The Toluvila statue is a seated image of the Buddha discovered in 1900 in Anuradhapura, Sri Lanka, that dates back to the 4th or 5th century. Carved out of granite, it is one of the best-preserved sculptures from Sri Lanka and is similar to the Samadhi statue of Anuradhapura. Some features of the statue indicate that it may have been influenced by the Mathura School. The statue is now kept at the National Museum of Colombo.

==Appearance and characteristics==
The Toluvila Buddha statue is considered to be a masterpiece, and is one of the best examples of the ancient Sri Lankan sculpting art, along with the Samadhi statue in Anuradhapura. The Toluvila statue is also one of the best-preserved images of the Buddha that has been found in Sri Lanka. It is carved out of a single block of granite, and bears a close resemblance to the Samadhi statue, although slightly smaller. The Toluvila statue is 5 ft 9 in in height. It shows the Buddha seated with his legs crossed and hands together in meditation, depicting the dhyana mudra. The seating style is known as weerasana. The distance between the shoulders is 3 ft 5 in, while the knees are 5 ft 9 in apart.
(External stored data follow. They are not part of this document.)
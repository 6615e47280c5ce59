//! Connection management
//!
//! Handles the serial link lifecycle: paced reconnects, bounded reads,
//! drained writes and an idempotent disconnect that either the reader or
//! the writer may trigger.

use serde::{Deserialize, Serialize};
use std::io::{self, Read, Write};
use std::sync::atomic::{AtomicBool, Ordering};
use std::sync::{Arc, Mutex, MutexGuard};
use std::time::Duration;

use super::{PortOpener, ProtocolError, RetryGuard, SerialStream};
use crate::config::SerialSettings;

/// Link callbacks, one per event
pub trait ConnectionEvents: Send + Sync {
    /// Port opened
    fn on_connect(&self) {}
    /// Port closed by reader or writer
    fn on_disconnect(&self) {}
    /// Open, read or write failure
    fn on_error(&self, _err: &ProtocolError) {}
    /// Bytes written and drained
    fn on_wrote(&self, _data: &[u8]) {}
    /// Bytes received
    fn on_read(&self, _data: &[u8]) {}
}

/// Ignores every event
#[derive(Debug, Default, Clone, Copy)]
pub struct NoopConnectionEvents;

impl ConnectionEvents for NoopConnectionEvents {}

/// Connection state
#[derive(Debug, Clone, Copy, PartialEq, Eq, Serialize, Deserialize)]
pub enum ConnectionState {
    /// Not connected
    Disconnected,
    /// Port open in progress
    Connecting,
    /// Connected and ready
    Connected,
}

/// Lock ignoring poison; the guarded handles stay usable after a panic elsewhere
pub(crate) fn lock<T>(mutex: &Mutex<T>) -> MutexGuard<'_, T> {
    mutex.lock().unwrap_or_else(|poisoned| poisoned.into_inner())
}

/// Serial link with separate reader and writer handles
pub struct SerialConnection {
    settings: SerialSettings,
    read_timeout: Duration,
    opener: Arc<dyn PortOpener>,
    events: Arc<dyn ConnectionEvents>,
    retry: Mutex<RetryGuard>,
    /// Held across handle install and teardown; taken before `reader`/`writer`
    link: Mutex<()>,
    reader: Mutex<Option<Box<dyn SerialStream>>>,
    writer: Mutex<Option<Box<dyn SerialStream>>>,
    connected: AtomicBool,
    connecting: AtomicBool,
}

impl SerialConnection {
    /// Disconnected link; nothing is opened until [`connect`](Self::connect)
    pub fn new(
        settings: SerialSettings,
        read_timeout: Duration,
        retry: RetryGuard,
        opener: Arc<dyn PortOpener>,
        events: Arc<dyn ConnectionEvents>,
    ) -> Self {
        Self {
            settings,
            read_timeout,
            opener,
            events,
            retry: Mutex::new(retry),
            link: Mutex::new(()),
            reader: Mutex::new(None),
            writer: Mutex::new(None),
            connected: AtomicBool::new(false),
            connecting: AtomicBool::new(false),
        }
    }

    /// Port parameters
    pub fn settings(&self) -> &SerialSettings {
        &self.settings
    }

    /// Current link state
    pub fn state(&self) -> ConnectionState {
        if self.connected.load(Ordering::Acquire) {
            ConnectionState::Connected
        } else if self.connecting.load(Ordering::Acquire) {
            ConnectionState::Connecting
        } else {
            ConnectionState::Disconnected
        }
    }

    /// Both handles are open
    pub fn is_connected(&self) -> bool {
        self.connected.load(Ordering::Acquire)
    }

    /// Ensure the port is open.
    ///
    /// Returns `true` when already connected. Otherwise the retry guard
    /// decides whether this call may open the port; a declined or failed
    /// attempt returns `false`.
    pub fn connect(&self) -> bool {
        if self.is_connected() {
            return true;
        }

        let link = lock(&self.link);
        if self.is_connected() {
            return true;
        }

        let mut retry = lock(&self.retry);
        if !retry.should_retry() {
            return false;
        }

        self.connecting.store(true, Ordering::Release);
        let result = self.open_split();
        self.connecting.store(false, Ordering::Release);

        match result {
            Ok((reader, writer)) => {
                *lock(&self.reader) = Some(reader);
                *lock(&self.writer) = Some(writer);
                self.connected.store(true, Ordering::Release);
                retry.reset();
                drop(retry);
                drop(link);

                tracing::info!(port = %self.settings.port_name, baud = self.settings.baud_rate, "SDLC port connected");
                self.events.on_connect();
                true
            }
            Err(e) => {
                drop(retry);
                drop(link);
                tracing::debug!(port = %self.settings.port_name, error = %e, "SDLC connect failed");
                self.events.on_error(&e);
                false
            }
        }
    }

    fn open_split(&self) -> Result<(Box<dyn SerialStream>, Box<dyn SerialStream>), ProtocolError> {
        let mut reader = self.opener.open(&self.settings, self.read_timeout)?;
        reader.set_timeout(self.read_timeout)?;
        let writer = reader.try_clone_stream()?;
        Ok((reader, writer))
    }

    /// Read available bytes into `buf`.
    ///
    /// Timeouts and end-of-stream yield 0. Any other failure disconnects,
    /// reports the error and yields 0.
    pub fn read(&self, buf: &mut [u8]) -> usize {
        let Some(result) = lock(&self.reader).as_mut().map(|stream| {
            stream
                .set_timeout(self.read_timeout)
                .and_then(|_| stream.read(buf))
        }) else {
            return 0;
        };

        match result {
            Ok(0) => 0,
            Ok(n) => {
                self.events.on_read(&buf[..n]);
                n
            }
            Err(e)
                if matches!(
                    e.kind(),
                    io::ErrorKind::TimedOut | io::ErrorKind::WouldBlock | io::ErrorKind::Interrupted
                ) =>
            {
                0
            }
            Err(e) => {
                tracing::error!(error = %e, "SDLC read failed");
                self.disconnect();
                self.events.on_error(&e.into());
                0
            }
        }
    }

    /// Write all of `data` and drain it to the device
    pub fn write(&self, data: &[u8]) -> Result<(), ProtocolError> {
        let result = lock(&self.writer)
            .as_mut()
            .map(|stream| stream.write_all(data).and_then(|_| stream.flush()));

        let Some(result) = result else {
            let err = ProtocolError::NotConnected;
            self.events.on_error(&err);
            return Err(err);
        };

        match result {
            Ok(()) => {
                self.events.on_wrote(data);
                Ok(())
            }
            Err(e) => {
                tracing::error!(error = %e, len = data.len(), "SDLC write failed");
                self.disconnect();
                let err = ProtocolError::from(e);
                self.events.on_error(&err);
                Err(err)
            }
        }
    }

    /// Close both handles. Only the call that observes the connected state
    /// reports the disconnect.
    pub fn disconnect(&self) {
        let link = lock(&self.link);
        if self
            .connected
            .compare_exchange(true, false, Ordering::AcqRel, Ordering::Acquire)
            .is_err()
        {
            return;
        }

        lock(&self.writer).take();
        lock(&self.reader).take();
        drop(link);

        tracing::info!(port = %self.settings.port_name, "SDLC port disconnected");
        self.events.on_disconnect();
    }
}

impl Drop for SerialConnection {
    fn drop(&mut self) {
        self.disconnect();
    }
}

#[cfg(test)]
mod tests {
    use super::*;
    use std::collections::VecDeque;
    use std::sync::atomic::AtomicUsize;

    /// In-memory port: scripted read results, captured writes
    #[derive(Clone, Default)]
    struct ScriptedPort {
        reads: Arc<Mutex<VecDeque<io::Result<Vec<u8>>>>>,
        written: Arc<Mutex<Vec<u8>>>,
        fail_writes: Arc<AtomicBool>,
    }

    impl Read for ScriptedPort {
        fn read(&mut self, buf: &mut [u8]) -> io::Result<usize> {
            match lock(&self.reads).pop_front() {
                Some(Ok(data)) => {
                    buf[..data.len()].copy_from_slice(&data);
                    Ok(data.len())
                }
                Some(Err(e)) => Err(e),
                None => Err(io::Error::new(io::ErrorKind::TimedOut, "timeout")),
            }
        }
    }

    impl Write for ScriptedPort {
        fn write(&mut self, buf: &[u8]) -> io::Result<usize> {
            if self.fail_writes.load(Ordering::SeqCst) {
                return Err(io::Error::new(io::ErrorKind::BrokenPipe, "unplugged"));
            }
            lock(&self.written).extend_from_slice(buf);
            Ok(buf.len())
        }

        fn flush(&mut self) -> io::Result<()> {
            Ok(())
        }
    }

    impl SerialStream for ScriptedPort {
        fn set_timeout(&mut self, _timeout: Duration) -> io::Result<()> {
            Ok(())
        }

        fn try_clone_stream(&self) -> io::Result<Box<dyn SerialStream>> {
            Ok(Box::new(self.clone()))
        }
    }

    struct ScriptedOpener {
        port: ScriptedPort,
        fail: AtomicBool,
        opens: AtomicUsize,
    }

    impl PortOpener for ScriptedOpener {
        fn open(
            &self,
            _settings: &SerialSettings,
            _timeout: Duration,
        ) -> Result<Box<dyn SerialStream>, ProtocolError> {
            self.opens.fetch_add(1, Ordering::SeqCst);
            if self.fail.load(Ordering::SeqCst) {
                return Err(ProtocolError::SerialError("no such port".into()));
            }
            Ok(Box::new(self.port.clone()))
        }
    }

    #[derive(Default)]
    struct Recorder {
        connects: AtomicUsize,
        disconnects: AtomicUsize,
        errors: AtomicUsize,
        reads: AtomicUsize,
        writes: AtomicUsize,
    }

    impl ConnectionEvents for Recorder {
        fn on_connect(&self) {
            self.connects.fetch_add(1, Ordering::SeqCst);
        }
        fn on_disconnect(&self) {
            self.disconnects.fetch_add(1, Ordering::SeqCst);
        }
        fn on_error(&self, _err: &ProtocolError) {
            self.errors.fetch_add(1, Ordering::SeqCst);
        }
        fn on_wrote(&self, _data: &[u8]) {
            self.writes.fetch_add(1, Ordering::SeqCst);
        }
        fn on_read(&self, _data: &[u8]) {
            self.reads.fetch_add(1, Ordering::SeqCst);
        }
    }

    fn setup(fail: bool, retry_every: u32) -> (SerialConnection, Arc<ScriptedOpener>, Arc<Recorder>) {
        let opener = Arc::new(ScriptedOpener {
            port: ScriptedPort::default(),
            fail: AtomicBool::new(fail),
            opens: AtomicUsize::new(0),
        });
        let events = Arc::new(Recorder::default());
        let conn = SerialConnection::new(
            SerialSettings::default(),
            Duration::from_millis(10),
            RetryGuard::new(retry_every),
            opener.clone(),
            events.clone(),
        );
        (conn, opener, events)
    }

    #[test]
    fn test_connect_read_write() {
        let (conn, opener, events) = setup(false, 3);
        assert_eq!(conn.state(), ConnectionState::Disconnected);

        assert!(conn.connect());
        assert!(conn.connect());
        assert_eq!(conn.state(), ConnectionState::Connected);
        assert_eq!(opener.opens.load(Ordering::SeqCst), 1);
        assert_eq!(events.connects.load(Ordering::SeqCst), 1);

        lock(&opener.port.reads).push_back(Ok(vec![0x02, 0x10]));
        let mut buf = [0u8; 16];
        assert_eq!(conn.read(&mut buf), 2);
        assert_eq!(&buf[..2], &[0x02, 0x10]);
        // Timeout is not an error
        assert_eq!(conn.read(&mut buf), 0);
        assert!(conn.is_connected());

        conn.write(&[0x02, 0x10, 0xF3, 0xC1, 0x03]).unwrap();
        assert_eq!(*lock(&opener.port.written), vec![0x02, 0x10, 0xF3, 0xC1, 0x03]);
        assert_eq!(events.reads.load(Ordering::SeqCst), 1);
        assert_eq!(events.writes.load(Ordering::SeqCst), 1);
        assert_eq!(events.errors.load(Ordering::SeqCst), 0);
    }

    #[test]
    fn test_failed_connect_paced_by_retry_guard() {
        let (conn, opener, events) = setup(true, 3);

        for _ in 0..4 {
            assert!(!conn.connect());
        }
        // Calls 1 and 4 attempt an open
        assert_eq!(opener.opens.load(Ordering::SeqCst), 2);
        assert_eq!(events.errors.load(Ordering::SeqCst), 2);

        opener.fail.store(false, Ordering::SeqCst);
        assert!(!conn.connect());
        assert!(!conn.connect());
        assert!(conn.connect());
    }

    #[test]
    fn test_read_error_disconnects_once() {
        let (conn, opener, events) = setup(false, 1);
        assert!(conn.connect());

        lock(&opener.port.reads).push_back(Err(io::Error::new(io::ErrorKind::BrokenPipe, "gone")));
        let mut buf = [0u8; 16];
        assert_eq!(conn.read(&mut buf), 0);
        assert_eq!(conn.state(), ConnectionState::Disconnected);

        conn.disconnect();
        conn.disconnect();
        assert_eq!(events.disconnects.load(Ordering::SeqCst), 1);
        assert_eq!(events.errors.load(Ordering::SeqCst), 1);
    }

    #[test]
    fn test_disconnect_overlapping_connect_leaves_usable_link() {
        let (conn, opener, events) = setup(false, 1);
        assert!(conn.connect());

        std::thread::scope(|s| {
            // Stall the teardown after the connected flag is cleared
            let writer = lock(&conn.writer);
            let disconnecting = s.spawn(|| conn.disconnect());
            while conn.is_connected() {
                std::thread::yield_now();
            }

            let reconnecting = s.spawn(|| conn.connect());
            std::thread::sleep(Duration::from_millis(20));
            drop(writer);

            disconnecting.join().unwrap();
            assert!(reconnecting.join().unwrap());
        });

        assert_eq!(conn.state(), ConnectionState::Connected);
        assert!(lock(&conn.reader).is_some());
        assert!(lock(&conn.writer).is_some());
        assert_eq!(events.connects.load(Ordering::SeqCst), 2);
        assert_eq!(events.disconnects.load(Ordering::SeqCst), 1);

        lock(&opener.port.reads).push_back(Ok(vec![0x02, 0x4F]));
        let mut buf = [0u8; 8];
        assert_eq!(conn.read(&mut buf), 2);
        conn.write(&[0x02, 0x10, 0xF3, 0xC1, 0x03]).unwrap();
    }

    #[test]
    fn test_write_without_port_reports_not_connected() {
        let (conn, _opener, events) = setup(false, 3);
        assert!(matches!(conn.write(&[1, 2, 3]), Err(ProtocolError::NotConnected)));
        assert_eq!(events.errors.load(Ordering::SeqCst), 1);
    }

    #[test]
    fn test_write_error_disconnects() {
        let (conn, opener, events) = setup(false, 1);
        assert!(conn.connect());

        opener.port.fail_writes.store(true, Ordering::SeqCst);
        assert!(matches!(conn.write(&[1]), Err(ProtocolError::IoError(_))));
        assert!(!conn.is_connected());
        assert_eq!(events.disconnects.load(Ordering::SeqCst), 1);

        // Reconnects on the next call since the guard was reset on connect
        opener.port.fail_writes.store(false, Ordering::SeqCst);
        assert!(conn.connect());
        assert_eq!(events.connects.load(Ordering::SeqCst), 2);
    }
}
While many other Buddha statues from the same period have long, hanging earlobes, the Toluvila statue lacks this feature. Another unusual feature is three lines that have been carved into the front of the neck that are believed to have been influenced by the Mathura School of India. It is possible that seated Buddha images, such as the one found at the Wat Phra Borom That temple in Chaiya, Thailand, may have been influenced to some extent by statues of the Anuradhapura period like the Toluvila statue.

==History==
Historians believe that it dates back to the latter part of the Anuradhapura period, specifically the 4th or 5th century. It was found in 1900 during archaeological excavations conducted in the village of Toluvila in Anuradhapura by archaeologist Harry Charles Purvis Bell. According to him, it was the best historical artifact found in Anuradhapura. The statue was later taken to the National Museum of Colombo, where it is kept to this day. The museum identifies it as the "most significant" sculpture of ancient Sri Lanka that it possesses, and it is displayed directly in front of the main entrance to the building.